ARE YOU BUYING THIS?
Curbside recycling expands next week

By Robbie Dingeman
Advertiser Columnist

WHAT GOES IN WHICH BIN?

MIXED RECYCLABLES (blue bin)

  • Aluminum cans, glass bottles and jars, plastic containers embossed with the numbers 1 and 2 in a triangle.

  • No plastic container that has contained automotive fluids or garden and lawn products can be recycled. These empty containers can be put in the trash.

  • Rinse, remove and discard lids and tops; leave labels on.

  • Remove magazines and glossy inserts from newspapers.

  • Cardboard (corrugated only), flattened boxes.

  • All material must fit in cart with the lid closed.

    GREEN WASTE (green bin)

  • Yard trimmings, leaves, grass clippings, Christmas trees (no ornaments, tinsel or flocking)

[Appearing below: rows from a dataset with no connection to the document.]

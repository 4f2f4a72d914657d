//! YAML resource definition parsing.
//!
//! Parses schedule resource definitions from YAML files: one resource per
//! file, carrying the schedule, concurrency policy, history limits, and the
//! opaque job template handed to the executor.

use serde::{Deserialize, Serialize};
use std::path::Path;
use std::str::FromStr;
use thiserror::Error;

use crate::core::resource::{ConcurrencyPolicy, ScheduleSpec, SpecError};
use crate::core::types::{JobTemplate, ResourceId};

/// Errors that can occur when loading resource definitions.
#[derive(Debug, Error)]
pub enum ConfigError {
    /// Failed to read a definition file.
    #[error("failed to read file: {0}")]
    IoError(#[from] std::io::Error),

    /// Failed to parse YAML.
    #[error("YAML parse error: {0}")]
    YamlError(#[from] serde_yaml::Error),

    /// The definition declares an invalid schedule or policy.
    #[error("invalid resource {id}: {source}")]
    InvalidResource {
        /// Resource id the definition declares.
        id: String,
        /// The underlying spec error.
        #[source]
        source: SpecError,
    },

    /// The job template cannot be represented as an opaque value.
    #[error("invalid job template for {id}: {reason}")]
    InvalidTemplate {
        /// Resource id the definition declares.
        id: String,
        /// What went wrong.
        reason: String,
    },

    /// Two definitions declare the same resource id.
    #[error("duplicate resource id: {0}")]
    DuplicateResource(String),
}

/// Schedule configuration.
#[derive(Debug, Clone, Serialize, Deserialize)]
#[serde(untagged)]
pub enum ScheduleConfig {
    /// Simple cron expression string.
    Simple(String),
    /// Detailed schedule with timezone.
    Detailed {
        /// Cron expression or shortcut.
        cron: String,
        /// Timezone for the schedule.
        timezone: Option<String>,
    },
}

impl ScheduleConfig {
    /// Get the cron expression.
    pub fn cron(&self) -> &str {
        match self {
            ScheduleConfig::Simple(s) => s,
            ScheduleConfig::Detailed { cron, .. } => cron,
        }
    }

    /// Get the timezone, if specified.
    pub fn timezone(&self) -> Option<&str> {
        match self {
            ScheduleConfig::Simple(_) => None,
            ScheduleConfig::Detailed { timezone, .. } => timezone.as_deref(),
        }
    }
}

/// Resource definition from YAML.
#[derive(Debug, Clone, Serialize, Deserialize)]
pub struct ResourceConfig {
    /// Resource identifier.
    pub id: String,
    /// Schedule expression (cron, shortcut, or detailed form).
    pub schedule: ScheduleConfig,
    /// Concurrency policy name. Unknown values are rejected, never
    /// defaulted; absent means Allow.
    pub concurrency_policy: Option<String>,
    /// Maximum staleness of a missed fire-time before it is abandoned.
    pub starting_deadline_seconds: Option<u64>,
    /// Whether launches are suspended.
    #[serde(default)]
    pub suspend: bool,
    /// Completed-successfully jobs to retain (explicit 0 retains none).
    pub successful_jobs_history_limit: Option<u32>,
    /// Failed jobs to retain (explicit 0 retains none).
    pub failed_jobs_history_limit: Option<u32>,
    /// Opaque template handed to the executor on every launch.
    pub job_template: serde_yaml::Value,
}

impl ResourceConfig {
    /// Convert the definition into a validated spec.
    pub fn into_spec(self) -> Result<(ResourceId, ScheduleSpec), ConfigError> {
        let policy = match self.concurrency_policy.as_deref() {
            None => ConcurrencyPolicy::default(),
            Some(s) => {
                ConcurrencyPolicy::from_str(s).map_err(|source| ConfigError::InvalidResource {
                    id: self.id.clone(),
                    source,
                })?
            }
        };

        let template_value =
            serde_json::to_value(&self.job_template).map_err(|e| ConfigError::InvalidTemplate {
                id: self.id.clone(),
                reason: e.to_string(),
            })?;

        let mut spec = ScheduleSpec::new(self.schedule.cron(), JobTemplate::new(template_value))
            .with_concurrency_policy(policy)
            .with_suspend(self.suspend);

        if let Some(tz) = self.schedule.timezone() {
            spec = spec.with_timezone(tz);
        }
        if let Some(deadline) = self.starting_deadline_seconds {
            spec = spec.with_starting_deadline_seconds(deadline);
        }
        if let Some(limit) = self.successful_jobs_history_limit {
            spec = spec.with_successful_jobs_history_limit(limit);
        }
        if let Some(limit) = self.failed_jobs_history_limit {
            spec = spec.with_failed_jobs_history_limit(limit);
        }

        spec.validate().map_err(|source| ConfigError::InvalidResource {
            id: self.id.clone(),
            source,
        })?;

        Ok((ResourceId::new(self.id), spec))
    }
}

/// Loader for YAML resource definition files.
pub struct YamlLoader;

impl YamlLoader {
    /// Load a single resource definition file.
    pub fn load_file(path: impl AsRef<Path>) -> Result<ResourceConfig, ConfigError> {
        let content = std::fs::read_to_string(path)?;
        let config: ResourceConfig = serde_yaml::from_str(&content)?;
        Ok(config)
    }

    /// Load every `.yaml`/`.yml` file in a directory.
    pub fn load_directory(path: impl AsRef<Path>) -> Result<Vec<ResourceConfig>, ConfigError> {
        let mut configs = Vec::new();
        let mut entries: Vec<_> = std::fs::read_dir(path)?
            .collect::<Result<Vec<_>, _>>()?
            .into_iter()
            .map(|e| e.path())
            .filter(|p| {
                p.extension()
                    .and_then(|e| e.to_str())
                    .map(|e| e == "yaml" || e == "yml")
                    .unwrap_or(false)
            })
            .collect();
        entries.sort();

        for path in entries {
            configs.push(Self::load_file(&path)?);
        }
        Ok(configs)
    }
}
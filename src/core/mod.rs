//! Core data model: identifiers, the clock seam, schedule evaluation, and
//! the resource spec/status types.

pub mod clock;
pub mod resource;
pub mod schedule;
pub mod types;
//! recron - a declarative cron reconciliation engine.
//!
//! Usage:
//!   recron run <resources-dir>      Run the controller with resources from the directory
//!   recron validate <resources-dir> Validate resource definitions without running
//!   recron list <resources-dir>     List resources and their upcoming fire-times

use clap::{Parser, Subcommand};
use recron::{
    load_resources_from_directory, Clock, Controller, Event, EventBus, EventHandler,
    InMemoryStore, ProcessExecutor, ResourceStore, SystemClock,
};
use std::path::PathBuf;
use std::sync::Arc;
use std::time::Duration;
use tracing::{error, info, warn};

/// recron - a declarative cron reconciliation engine
#[derive(Parser)]
#[command(name = "recron")]
#[command(author, version, about, long_about = None)]
struct Cli {
    #[command(subcommand)]
    command: Commands,
}

#[derive(Subcommand)]
enum Commands {
    /// Run the controller with resources from a directory
    Run {
        /// Path to the directory containing resource YAML files
        #[arg(value_name = "RESOURCES_DIR")]
        resources_dir: PathBuf,

        /// Reconcile tick interval in seconds (default: 1)
        #[arg(long, default_value = "1")]
        tick_interval: u64,
    },

    /// Validate resource definitions without running
    Validate {
        /// Path to the directory containing resource YAML files
        #[arg(value_name = "RESOURCES_DIR")]
        resources_dir: PathBuf,
    },

    /// List resources and their upcoming fire-times
    List {
        /// Path to the directory containing resource YAML files
        #[arg(value_name = "RESOURCES_DIR")]
        resources_dir: PathBuf,
    },
}

/// Simple logging event handler that prints reconcile events.
struct LoggingHandler;

#[async_trait::async_trait]
impl EventHandler for LoggingHandler {
    async fn handle(&self, event: &Event) {
        match event {
            Event::JobLaunched {
                resource,
                job,
                fire_time,
                ..
            } => {
                info!("Launched '{}' for {} (fire-time {})", job, resource, fire_time);
            }
            Event::JobCancelled { resource, job, .. } => {
                info!("Cancelled '{}' for {}", job, resource);
            }
            Event::JobsPruned {
                resource, jobs, ..
            } => {
                info!("Pruned {} completed job(s) for {}", jobs.len(), resource);
            }
            Event::LaunchSkipped {
                resource,
                fire_time,
                reason,
                ..
            } => {
                info!(
                    "Skipped fire-time {} for {} ({:?})",
                    fire_time, resource, reason
                );
            }
            Event::BacklogDropped { resource, .. } => {
                warn!("Dropped oversized missed-run backlog for {}", resource);
            }
            Event::ReconcileFailed {
                resource, error, ..
            } => {
                error!("Reconciliation failed for {}: {}", resource, error);
            }
        }
    }
}

#[tokio::main]
async fn main() -> Result<(), Box<dyn std::error::Error>> {
    // Initialize logging
    tracing_subscriber::fmt()
        .with_env_filter(
            tracing_subscriber::EnvFilter::from_default_env()
                .add_directive(tracing::Level::INFO.into()),
        )
        .init();

    let cli = Cli::parse();

    match cli.command {
        Commands::Run {
            resources_dir,
            tick_interval,
        } => {
            run_controller(resources_dir, tick_interval).await?;
        }
        Commands::Validate { resources_dir } => {
            validate_resources(resources_dir)?;
        }
        Commands::List { resources_dir } => {
            list_resources(resources_dir)?;
        }
    }

    Ok(())
}

/// Run the controller with resources from a directory.
async fn run_controller(
    resources_dir: PathBuf,
    tick_interval: u64,
) -> Result<(), Box<dyn std::error::Error>> {
    info!("Loading resources from: {}", resources_dir.display());

    let resources = load_resources_from_directory(&resources_dir)?;

    if resources.is_empty() {
        warn!("No resource files found in {}", resources_dir.display());
        return Ok(());
    }

    info!("Loaded {} resource(s):", resources.len());
    for (id, spec) in &resources {
        let suspend_info = if spec.suspend { " (suspended)" } else { "" };
        info!(
            "  - {} [{}] policy={}{}",
            id, spec.schedule, spec.concurrency_policy, suspend_info
        );
    }

    let clock: Arc<dyn Clock> = Arc::new(SystemClock::new());

    // Seed the store with the declared resources
    let store = InMemoryStore::new();
    for (id, spec) in resources {
        store.insert(id, spec, clock.now()).await?;
    }

    // Create event bus with logging handler
    let event_bus = EventBus::new();
    event_bus.register(Arc::new(LoggingHandler)).await;

    let executor = ProcessExecutor::new(Arc::clone(&clock));

    let controller = Controller::new(store, executor)
        .with_clock(clock)
        .with_event_bus(event_bus)
        .with_tick_interval(Duration::from_secs(tick_interval));

    info!("Starting controller (tick interval: {}s)...", tick_interval);
    info!("Press Ctrl+C to stop");

    let (handle, controller_task) = controller.start().await;

    // Wait for Ctrl+C
    tokio::select! {
        _ = tokio::signal::ctrl_c() => {
            info!("\nShutting down...");
            handle.shutdown().await?;
        }
        _ = controller_task => {
            info!("Controller stopped");
        }
    }

    info!("Goodbye!");
    Ok(())
}

/// Validate resource definitions without running.
fn validate_resources(resources_dir: PathBuf) -> Result<(), Box<dyn std::error::Error>> {
    info!("Validating resources in: {}", resources_dir.display());

    match load_resources_from_directory(&resources_dir) {
        Ok(resources) => {
            info!("All {} resource(s) are valid:", resources.len());
            for (id, spec) in &resources {
                info!("  - {} [{}]: OK", id, spec.schedule);
            }
            Ok(())
        }
        Err(e) => {
            error!("Validation failed: {}", e);
            Err(e.into())
        }
    }
}

/// List resources and their upcoming fire-times.
fn list_resources(resources_dir: PathBuf) -> Result<(), Box<dyn std::error::Error>> {
    let resources = load_resources_from_directory(&resources_dir)?;

    if resources.is_empty() {
        println!("No resources found in {}", resources_dir.display());
        return Ok(());
    }

    let clock = SystemClock::new();

    println!("Resources in {}:", resources_dir.display());
    println!();

    for (id, spec) in &resources {
        println!("ID: {}", id);
        println!("  Schedule: {}", spec.schedule);
        if let Some(tz) = &spec.timezone {
            println!("  Timezone: {}", tz);
        }
        println!("  Policy: {}", spec.concurrency_policy);
        println!("  Suspended: {}", spec.suspend);
        if let Some(deadline) = spec.starting_deadline_seconds {
            println!("  Starting deadline: {}s", deadline);
        }
        println!(
            "  History limits: {} succeeded / {} failed",
            spec.successful_history_limit(),
            spec.failed_history_limit()
        );

        match spec.parse_schedule() {
            Ok(schedule) => {
                let upcoming = schedule.next_n_after(clock.now(), 3)?;
                if upcoming.is_empty() {
                    println!("  Upcoming: none");
                } else {
                    println!("  Upcoming:");
                    for t in upcoming {
                        println!("    - {}", t);
                    }
                }
            }
            Err(e) => println!("  Upcoming: unavailable ({})", e),
        }

        println!();
    }

    Ok(())
}
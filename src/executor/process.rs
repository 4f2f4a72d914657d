//! Local process-spawning executor backend.
//!
//! Interprets the opaque job template as a command description and runs
//! each launch as a child process, tracking outcomes and finish times for
//! the engine to observe.

use async_trait::async_trait;
use chrono::{DateTime, Utc};
use serde::{Deserialize, Serialize};
use std::collections::HashMap;
use std::path::PathBuf;
use std::process::Stdio;
use std::sync::Arc;
use tokio::process::Command;
use tokio::sync::{oneshot, RwLock};

use super::{ExecutorError, JobExecutor};
use crate::core::clock::Clock;
use crate::core::types::{JobOutcome, JobRef, JobTemplate, ObservedJob, ResourceId};

/// The template shape this backend expects.
#[derive(Debug, Clone, Serialize, Deserialize)]
pub struct CommandTemplate {
    /// Program to execute.
    pub command: String,
    /// Command arguments.
    #[serde(default)]
    pub args: Vec<String>,
    /// Environment variables for the child process.
    #[serde(default)]
    pub env: HashMap<String, String>,
    /// Working directory.
    #[serde(default)]
    pub working_dir: Option<PathBuf>,
}

/// Per-job execution record.
struct JobRecord {
    outcome: JobOutcome,
    finished_at: Option<DateTime<Utc>>,
    /// Present while the job is running; consumed to cancel it.
    cancel: Option<oneshot::Sender<()>>,
}

/// Executor that runs jobs as local child processes.
pub struct ProcessExecutor {
    clock: Arc<dyn Clock>,
    jobs: Arc<RwLock<HashMap<ResourceId, HashMap<JobRef, JobRecord>>>>,
}

impl ProcessExecutor {
    /// Create a new process executor.
    pub fn new(clock: Arc<dyn Clock>) -> Self {
        Self {
            clock,
            jobs: Arc::new(RwLock::new(HashMap::new())),
        }
    }

    fn parse_template(template: &JobTemplate) -> Result<CommandTemplate, ExecutorError> {
        serde_json::from_value(template.as_value().clone())
            .map_err(|e| ExecutorError::InvalidTemplate(e.to_string()))
    }
}

#[async_trait]
impl JobExecutor for ProcessExecutor {
    async fn launch(
        &self,
        resource: &ResourceId,
        job: &JobRef,
        template: &JobTemplate,
    ) -> Result<(), ExecutorError> {
        let command = Self::parse_template(template)?;

        let mut jobs = self.jobs.write().await;
        let resource_jobs = jobs.entry(resource.clone()).or_default();

        // Launching is idempotent per job name
        if resource_jobs.contains_key(job) {
            tracing::debug!(resource = %resource, job = %job, "job already exists, launch is a no-op");
            return Ok(());
        }

        let (cancel_tx, cancel_rx) = oneshot::channel();
        resource_jobs.insert(
            job.clone(),
            JobRecord {
                outcome: JobOutcome::Running,
                finished_at: None,
                cancel: Some(cancel_tx),
            },
        );
        drop(jobs);

        let clock = Arc::clone(&self.clock);
        let records = Arc::clone(&self.jobs);
        let resource = resource.clone();
        let job = job.clone();

        tokio::spawn(async move {
            let outcome = run_command(&resource, &job, &command, cancel_rx).await;

            let mut jobs = records.write().await;
            if let Some(record) = jobs.get_mut(&resource).and_then(|r| r.get_mut(&job)) {
                record.outcome = outcome;
                record.finished_at = Some(clock.now());
                record.cancel = None;
            }
        });

        Ok(())
    }

    async fn cancel(&self, resource: &ResourceId, job: &JobRef) -> Result<(), ExecutorError> {
        let mut jobs = self.jobs.write().await;
        let record = jobs
            .get_mut(resource)
            .and_then(|r| r.get_mut(job))
            .ok_or_else(|| ExecutorError::JobNotFound(job.clone()))?;

        match record.cancel.take() {
            Some(tx) => {
                // A dropped receiver means the job finished in the meantime;
                // either way there is nothing left to cancel.
                let _ = tx.send(());
                Ok(())
            }
            None => {
                tracing::debug!(resource = %resource, job = %job, "cancel of already-finished job");
                Ok(())
            }
        }
    }

    async fn list_jobs(&self, resource: &ResourceId) -> Result<Vec<ObservedJob>, ExecutorError> {
        let jobs = self.jobs.read().await;
        let mut observed: Vec<ObservedJob> = jobs
            .get(resource)
            .map(|records| {
                records
                    .iter()
                    .map(|(job, record)| ObservedJob {
                        job: job.clone(),
                        outcome: record.outcome,
                        finished_at: record.finished_at,
                    })
                    .collect()
            })
            .unwrap_or_default();
        observed.sort_by(|a, b| a.job.as_str().cmp(b.job.as_str()));
        Ok(observed)
    }

    async fn delete(&self, resource: &ResourceId, job: &JobRef) -> Result<(), ExecutorError> {
        let mut jobs = self.jobs.write().await;
        let record = jobs
            .get_mut(resource)
            .and_then(|r| r.remove(job))
            .ok_or_else(|| ExecutorError::JobNotFound(job.clone()))?;

        // Deleting a still-running job aborts it
        if let Some(tx) = record.cancel {
            let _ = tx.send(());
        }
        Ok(())
    }
}

/// Run the child process to completion or cancellation.
async fn run_command(
    resource: &ResourceId,
    job: &JobRef,
    template: &CommandTemplate,
    cancel_rx: oneshot::Receiver<()>,
) -> JobOutcome {
    let mut cmd = Command::new(&template.command);
    cmd.args(&template.args);
    for (key, value) in &template.env {
        cmd.env(key, value);
    }
    if let Some(ref dir) = template.working_dir {
        cmd.current_dir(dir);
    }
    cmd.stdout(Stdio::piped());
    cmd.stderr(Stdio::piped());
    // Dropping the in-flight future on cancellation must take the child
    // process with it.
    cmd.kill_on_drop(true);

    tokio::select! {
        output = cmd.output() => match output {
            Ok(output) if output.status.success() => {
                tracing::info!(resource = %resource, job = %job, "job succeeded");
                JobOutcome::Succeeded
            }
            Ok(output) => {
                let stderr = String::from_utf8_lossy(&output.stderr);
                tracing::warn!(
                    resource = %resource,
                    job = %job,
                    code = output.status.code().unwrap_or(-1),
                    stderr = %stderr.trim(),
                    "job failed"
                );
                JobOutcome::Failed
            }
            Err(e) => {
                tracing::warn!(resource = %resource, job = %job, error = %e, "job could not be started");
                JobOutcome::Failed
            }
        },
        _ = cancel_rx => {
            tracing::info!(resource = %resource, job = %job, "job cancelled");
            JobOutcome::Failed
        }
    }
}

  • Avoid using plastic yard bags as much as possible.

  • All material must fit in cart with the lid closed.

    REFUSE (gray bin)

    All other rubbish goes into your gray cart, including: plastic bags, styrofoam, junk mail or magazines, telephone books, cereal boxes and other chipboard, paper other than newspaper and corrugated cardboard, plastic containers other than No. 1 and No. 2 (plastic codes 3-7); tin or steel food cans; aluminum foil and pans, ceramics, dishes, glassware, window glass, light bulbs, mirrors.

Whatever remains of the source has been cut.